This book was the selection for my book club about six months ago, but I didn't have the time to read it then. However, it seemed interesting so I finally picked up the audio book version to give it a try.

The story is told from both Ralph Truitt and Catherine Land's perspectives and occasionally from the perspective of Tony Moretti, a character we meet later on. I can't really like Ralph's show more character because his actions portray him as a brusque, uncaring, misogynistic jerk, and being privy to his thoughts doesn't help. He obsessively thinks about two things - sex and what other people think about him. (Anyone who knows me knows that I can't stand people who spend all their lives worrying about what other people think about them. Get over yourself. Besides, you'll never make everyone happy.) This latter point is perfectly illustrated when Ralph first meets Catherine at the train station during a blizzard and finds she is not what he expected: He couldn't turn her away, couldn't leave her in a blizzard. He couldn't be seen leaving her. There would be talk. He would appear to be unkind. He isn't in the least bit concerned about abandoning a woman who has just traveled by train from Chicago into a snowy Wisconsin small town without any means of returning home because it would be unkind, only because it would appear to to be unkind. What a *noble hero* we have here.

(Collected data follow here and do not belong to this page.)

// Moderation Gate - abuse reports, and removal past the threshold
//
// Reports are not deduplicated per reporter: every call counts.

use serde::Serialize;
use tracing::{info, warn};

use crate::character::{CharacterId, REPORT_THRESHOLD};
use crate::error::{RankingError, RankingResult};
use crate::store::Store;

#[derive(Debug, Clone, PartialEq, Eq, Serialize)]
#[serde(tag = "status", rename_all = "snake_case")]
pub enum ReportOutcome {
    Reported { name: String, reports: u32 },
    Deleted { name: String },
}

impl ReportOutcome {
    pub fn message(&self) -> String {
        match self {
            ReportOutcome::Reported { name, .. } => format!("{} has been reported.", name),
            ReportOutcome::Deleted { name } => format!("{} has been deleted.", name),
        }
    }

    pub fn is_deleted(&self) -> bool {
        matches!(self, ReportOutcome::Deleted { .. })
    }
}

pub async fn report_character(store: &Store, character_id: CharacterId) -> RankingResult<ReportOutcome> {
    let outcome = store
        .record_report(character_id, REPORT_THRESHOLD)
        .await?
        .ok_or_else(RankingError::character_not_found)?;

    match &outcome {
        ReportOutcome::Deleted { name } => {
            warn!(character_id, %name, "character removed after repeated reports");
        }
        ReportOutcome::Reported { reports, .. } => {
            info!(character_id, reports, "character reported");
        }
    }

    Ok(outcome)
}
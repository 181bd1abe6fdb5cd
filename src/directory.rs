// Directory Lookup Adapter - resolves a typed-in name to a canonical character
//
// Two calls, always in sequence: name -> id, then id -> profile.
// "Not found" is a normal answer (Ok(None)); anything else that goes wrong is
// a DirectoryError.

use async_trait::async_trait;
use reqwest::{Client, StatusCode};
use serde::Deserialize;
use std::time::Duration;
use thiserror::Error;
use tracing::warn;

use crate::character::CharacterId;

#[derive(Debug, Error)]
pub enum DirectoryError {
    #[error("lookup timed out")]
    Timeout,

    #[error("transport error: {0}")]
    Transport(String),

    #[error("unexpected status {0}")]
    Status(u16),

    #[error("unparseable response: {0}")]
    Malformed(String),
}

impl From<reqwest::Error> for DirectoryError {
    fn from(err: reqwest::Error) -> Self {
        if err.is_timeout() {
            DirectoryError::Timeout
        } else if err.is_decode() {
            DirectoryError::Malformed(err.to_string())
        } else {
            DirectoryError::Transport(err.to_string())
        }
    }
}

/// Canonical attributes of a resolved character
#[derive(Debug, Clone, PartialEq, Eq)]
pub struct DirectoryProfile {
    pub name: String,
    pub race: String,
    pub bloodline: String,
}

#[async_trait]
pub trait Directory: Send + Sync {
    async fn resolve_id_by_name(&self, name: &str) -> Result<Option<CharacterId>, DirectoryError>;

    async fn resolve_attributes_by_id(
        &self,
        character_id: CharacterId,
    ) -> Result<Option<DirectoryProfile>, DirectoryError>;
}

// ============================================================================
// STATIC TABLES
// ============================================================================

pub const UNKNOWN_ATTRIBUTE: &str = "Unknown";

pub fn race_name(race_id: i64) -> Option<&'static str> {
    match race_id {
        1 => Some("Caldari"),
        2 => Some("Minmatar"),
        4 => Some("Amarr"),
        8 => Some("Gallente"),
        _ => None,
    }
}

pub fn bloodline_name(bloodline_id: i64) -> Option<&'static str> {
    match bloodline_id {
        1 => Some("Deteis"),
        2 => Some("Civire"),
        3 => Some("Sebiestor"),
        4 => Some("Brutor"),
        5 => Some("Amarr"),
        6 => Some("Ni-Kunni"),
        7 => Some("Gallente"),
        8 => Some("Intaki"),
        11 => Some("Achura"),
        12 => Some("Jin-Mei"),
        13 => Some("Khanid"),
        14 => Some("Vherokior"),
        _ => None,
    }
}

// ============================================================================
// WIRE FORMAT
// ============================================================================

#[derive(Debug, Deserialize)]
struct NamedId {
    id: CharacterId,
    name: String,
}

#[derive(Debug, Deserialize)]
struct IdsResponse {
    #[serde(default)]
    characters: Vec<NamedId>,
}

impl IdsResponse {
    /// Prefer the entry whose name matches exactly, ignoring case
    fn character_id_for(&self, name: &str) -> Option<CharacterId> {
        self.characters
            .iter()
            .find(|c| c.name.eq_ignore_ascii_case(name))
            .or_else(|| self.characters.first())
            .map(|c| c.id)
    }
}

#[derive(Debug, Deserialize)]
struct CharacterInfo {
    name: String,
    race_id: i64,
    bloodline_id: i64,
}

impl CharacterInfo {
    /// Ids missing from the static tables are stored as `UNKNOWN_ATTRIBUTE`
    fn into_profile(self) -> DirectoryProfile {
        let race = race_name(self.race_id).unwrap_or_else(|| {
            warn!(race_id = self.race_id, name = %self.name, "unmapped race id");
            UNKNOWN_ATTRIBUTE
        });
        let bloodline = bloodline_name(self.bloodline_id).unwrap_or_else(|| {
            warn!(bloodline_id = self.bloodline_id, name = %self.name, "unmapped bloodline id");
            UNKNOWN_ATTRIBUTE
        });

        DirectoryProfile {
            name: self.name,
            race: race.to_string(),
            bloodline: bloodline.to_string(),
        }
    }
}

// ============================================================================
// HTTP DIRECTORY
// ============================================================================

/// Directory backed by the EVE Swagger Interface
pub struct HttpDirectory {
    client: Client,
    base_url: String,
}

impl HttpDirectory {
    pub fn new(base_url: &str, timeout: Duration) -> Result<Self, DirectoryError> {
        let client = Client::builder()
            .timeout(timeout)
            .user_agent(format!("character-ranking/{}", crate::VERSION))
            .build()?;

        Ok(Self {
            client,
            base_url: base_url.trim_end_matches('/').to_string(),
        })
    }
}

#[async_trait]
impl Directory for HttpDirectory {
    async fn resolve_id_by_name(&self, name: &str) -> Result<Option<CharacterId>, DirectoryError> {
        let response = self
            .client
            .post(format!("{}/universe/ids/", self.base_url))
            .json(&[name])
            .send()
            .await?;

        match response.status() {
            StatusCode::NOT_FOUND => return Ok(None),
            status if !status.is_success() => return Err(DirectoryError::Status(status.as_u16())),
            _ => {}
        }

        let ids: IdsResponse = response.json().await?;
        Ok(ids.character_id_for(name))
    }

    async fn resolve_attributes_by_id(
        &self,
        character_id: CharacterId,
    ) -> Result<Option<DirectoryProfile>, DirectoryError> {
        let response = self
            .client
            .get(format!("{}/characters/{}/", self.base_url, character_id))
            .send()
            .await?;

        match response.status() {
            StatusCode::NOT_FOUND => return Ok(None),
            status if !status.is_success() => return Err(DirectoryError::Status(status.as_u16())),
            _ => {}
        }

        let info: CharacterInfo = response.json().await?;
        Ok(Some(info.into_profile()))
    }
}
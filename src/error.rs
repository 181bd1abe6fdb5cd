// Error taxonomy shared by every ranking operation

use thiserror::Error;

use crate::directory::DirectoryError;

#[derive(Debug, Error)]
pub enum RankingError {
    /// Malformed, missing or contradictory request fields
    #[error("{0}")]
    InvalidInput(String),

    /// Referenced character or external identity is absent
    #[error("{0}")]
    NotFound(String),

    /// Duplicate character creation
    #[error("{0}")]
    Conflict(String),

    /// Directory lookup unreachable, timed out or returned unparseable data
    #[error("Directory lookup failed: {0}")]
    Upstream(String),

    /// Persistence layer error. Never shown verbatim to clients.
    #[error("Store failure: {0}")]
    Store(String),
}

impl RankingError {
    pub fn character_not_found() -> Self {
        RankingError::NotFound("Character not found.".to_string())
    }
}

impl From<rusqlite::Error> for RankingError {
    fn from(err: rusqlite::Error) -> Self {
        RankingError::Store(err.to_string())
    }
}

impl From<DirectoryError> for RankingError {
    fn from(err: DirectoryError) -> Self {
        RankingError::Upstream(err.to_string())
    }
}

pub type RankingResult<T> = Result<T, RankingError>;
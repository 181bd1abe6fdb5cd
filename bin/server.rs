// Character Ranking - Web Server
// REST API with Axum over the SQLite store and the character directory

use anyhow::{Context, Result};
use character_ranking::{api, Config, HttpDirectory, RankingService, Store};
use std::sync::Arc;
use tokio::signal::ctrl_c;
#[cfg(unix)]
use tokio::signal::unix::{signal, SignalKind};
use tracing::{error, info};
use tracing_subscriber::EnvFilter;

// ============================================================================
// Main Server
// ============================================================================

#[tokio::main]
async fn main() -> Result<()> {
    tracing_subscriber::fmt()
        .with_env_filter(EnvFilter::from_default_env().add_directive("character_ranking=info".parse()?))
        .init();

    let config = Config::from_env()?;

    let store = Store::open(&config.database_path)
        .with_context(|| format!("Failed to open database at {:?}", config.database_path))?;
    info!(path = ?config.database_path, "database opened");

    let directory = HttpDirectory::new(&config.directory_url, config.directory_timeout)
        .context("Failed to build directory client")?;
    info!(url = %config.directory_url, "directory configured");

    let service = RankingService::new(store, Arc::new(directory), config.directory_timeout);
    let app = api::router(service);

    let addr = format!("0.0.0.0:{}", config.port);
    let listener = tokio::net::TcpListener::bind(&addr)
        .await
        .with_context(|| format!("Failed to bind to {}", addr))?;

    info!(version = character_ranking::VERSION, "server running on http://{}", addr);

    axum::serve(listener, app)
        .with_graceful_shutdown(shutdown_signal())
        .await
        .context("Server error")?;

    info!("server shut down");
    Ok(())
}

async fn shutdown_signal() {
    let ctrl_c = async {
        match ctrl_c().await {
            Ok(()) => info!("received Ctrl+C, shutting down"),
            Err(e) => {
                error!(error = %e, "failed to install Ctrl+C handler");
                std::future::pending::<()>().await;
            }
        }
    };

    #[cfg(unix)]
    let terminate = async {
        match signal(SignalKind::terminate()) {
            Ok(mut stream) => {
                stream.recv().await;
                info!("received terminate signal, shutting down");
            }
            Err(e) => {
                error!(error = %e, "failed to install signal handler");
                std::future::pending::<()>().await;
            }
        }
    };

    #[cfg(not(unix))]
    let terminate = std::future::pending::<()>();

    tokio::select! {
        _ = ctrl_c => {},
        _ = terminate => {},
    }
}
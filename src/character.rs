// Character Entity - the candidate record subject to pairwise voting
//
// Identity: character_id (assigned by the directory, never changes)
// Classification: race, bloodline, gender (set once at creation)
// Tallies: wins, losses, reports (only ever grow until the record is deleted)

use chrono::{DateTime, Utc};
use rusqlite::types::{FromSql, FromSqlError, FromSqlResult, ToSql, ToSqlOutput, ValueRef};
use serde::{Deserialize, Serialize};
use std::fmt;
use std::str::FromStr;

use crate::error::RankingError;

/// Externally assigned character identifier
pub type CharacterId = i64;

/// A character is deleted once its report count goes above this
pub const REPORT_THRESHOLD: u32 = 4;

/// Store-level cap for every leaderboard query
pub const LEADERBOARD_LIMIT: usize = 100;

/// Races always present in the stats view, even with a zero count
pub const KNOWN_RACES: [&str; 4] = ["Amarr", "Caldari", "Gallente", "Minmatar"];

// ============================================================================
// GENDER
// ============================================================================

/// Pairing category. Two characters are only ever shown against each other
/// when they share a gender.
#[derive(Debug, Clone, Copy, PartialEq, Eq, Hash, PartialOrd, Ord, Serialize, Deserialize)]
pub enum Gender {
    Female,
    Male,
}

impl Gender {
    pub const ALL: [Gender; 2] = [Gender::Female, Gender::Male];

    pub fn as_str(&self) -> &'static str {
        match self {
            Gender::Female => "Female",
            Gender::Male => "Male",
        }
    }

    pub fn opposite(&self) -> Gender {
        match self {
            Gender::Female => Gender::Male,
            Gender::Male => Gender::Female,
        }
    }
}

impl fmt::Display for Gender {
    fn fmt(&self, f: &mut fmt::Formatter<'_>) -> fmt::Result {
        f.write_str(self.as_str())
    }
}

impl FromStr for Gender {
    type Err = RankingError;

    fn from_str(s: &str) -> Result<Self, Self::Err> {
        match s.trim().to_ascii_lowercase().as_str() {
            "female" => Ok(Gender::Female),
            "male" => Ok(Gender::Male),
            other => Err(RankingError::InvalidInput(format!(
                "Unknown gender '{}', expected Female or Male.",
                other
            ))),
        }
    }
}

impl ToSql for Gender {
    fn to_sql(&self) -> rusqlite::Result<ToSqlOutput<'_>> {
        Ok(ToSqlOutput::from(self.as_str()))
    }
}

impl FromSql for Gender {
    fn column_result(value: ValueRef<'_>) -> FromSqlResult<Self> {
        value
            .as_str()?
            .parse()
            .map_err(|_| FromSqlError::InvalidType)
    }
}

// ============================================================================
// CHARACTER ENTITY
// ============================================================================

#[derive(Debug, Clone, PartialEq, Serialize, Deserialize)]
pub struct Character {
    pub character_id: CharacterId,
    pub name: String,
    pub race: String,
    pub bloodline: String,
    pub gender: Gender,

    pub wins: u32,
    pub losses: u32,
    pub reports: u32,

    /// Already shown in a vote during the current epoch
    pub voted: bool,

    /// Random ordering key, re-drawn after each vote
    #[serde(skip)]
    pub sampling_key: f64,

    pub created_at: DateTime<Utc>,
}

impl Character {
    /// Win ratio used for the top leaderboard. A character with no games
    /// ranks as 0.
    pub fn win_ratio(&self) -> f64 {
        let games = self.wins as f64 + self.losses as f64;
        if games == 0.0 {
            0.0
        } else {
            self.wins as f64 / games
        }
    }
}

/// Fresh sampling key in [0, 1)
pub fn random_sampling_key() -> f64 {
    rand::random::<f64>()
}

#[cfg(test)]
pub(crate) mod tests {
    use super::*;

    pub(crate) fn sample_character(id: CharacterId, wins: u32, losses: u32) -> Character {
        Character {
            character_id: id,
            name: format!("Pilot {}", id),
            race: "Caldari".to_string(),
            bloodline: "Deteis".to_string(),
            gender: Gender::Female,
            wins,
            losses,
            reports: 0,
            voted: false,
            sampling_key: 0.5,
            created_at: Utc::now(),
        }
    }

    #[test]
    fn test_gender_parse_is_case_insensitive() {
        assert_eq!("female".parse::<Gender>().unwrap(), Gender::Female);
        assert_eq!(" MALE ".parse::<Gender>().unwrap(), Gender::Male);
        assert!(matches!(
            "other".parse::<Gender>(),
            Err(RankingError::InvalidInput(_))
        ));
    }

    #[test]
    fn test_gender_opposite() {
        assert_eq!(Gender::Female.opposite(), Gender::Male);
        assert_eq!(Gender::Male.opposite(), Gender::Female);
    }

    #[test]
    fn test_win_ratio() {
        assert_eq!(sample_character(1, 9, 1).win_ratio(), 0.9);
        assert_eq!(sample_character(2, 2, 0).win_ratio(), 1.0);
        assert_eq!(sample_character(3, 0, 0).win_ratio(), 0.0);
        assert_eq!(sample_character(4, 0, 5).win_ratio(), 0.0);
    }

    #[test]
    fn test_sampling_key_is_never_serialized() {
        let character = sample_character(7, 1, 1);
        let json = serde_json::to_value(&character).unwrap();

        assert!(json.get("sampling_key").is_none());
        assert_eq!(json["gender"], "Female");
        assert_eq!(json["character_id"], 7);
    }
}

Catherine's not much better as a relatable character because for all her plans and scheming, she still allows herself to be pushed around and abused by just about everyone in her life. And don't even get me started on Tony Moretti, who is obsessed with vengeance and living a life of luxury and dissipation. I suppose it's a testament to the author's powers that he can write such powerful characters that their actions or thoughts made me have outbursts of disgust at times, but it does not make for a pleasant reading experience.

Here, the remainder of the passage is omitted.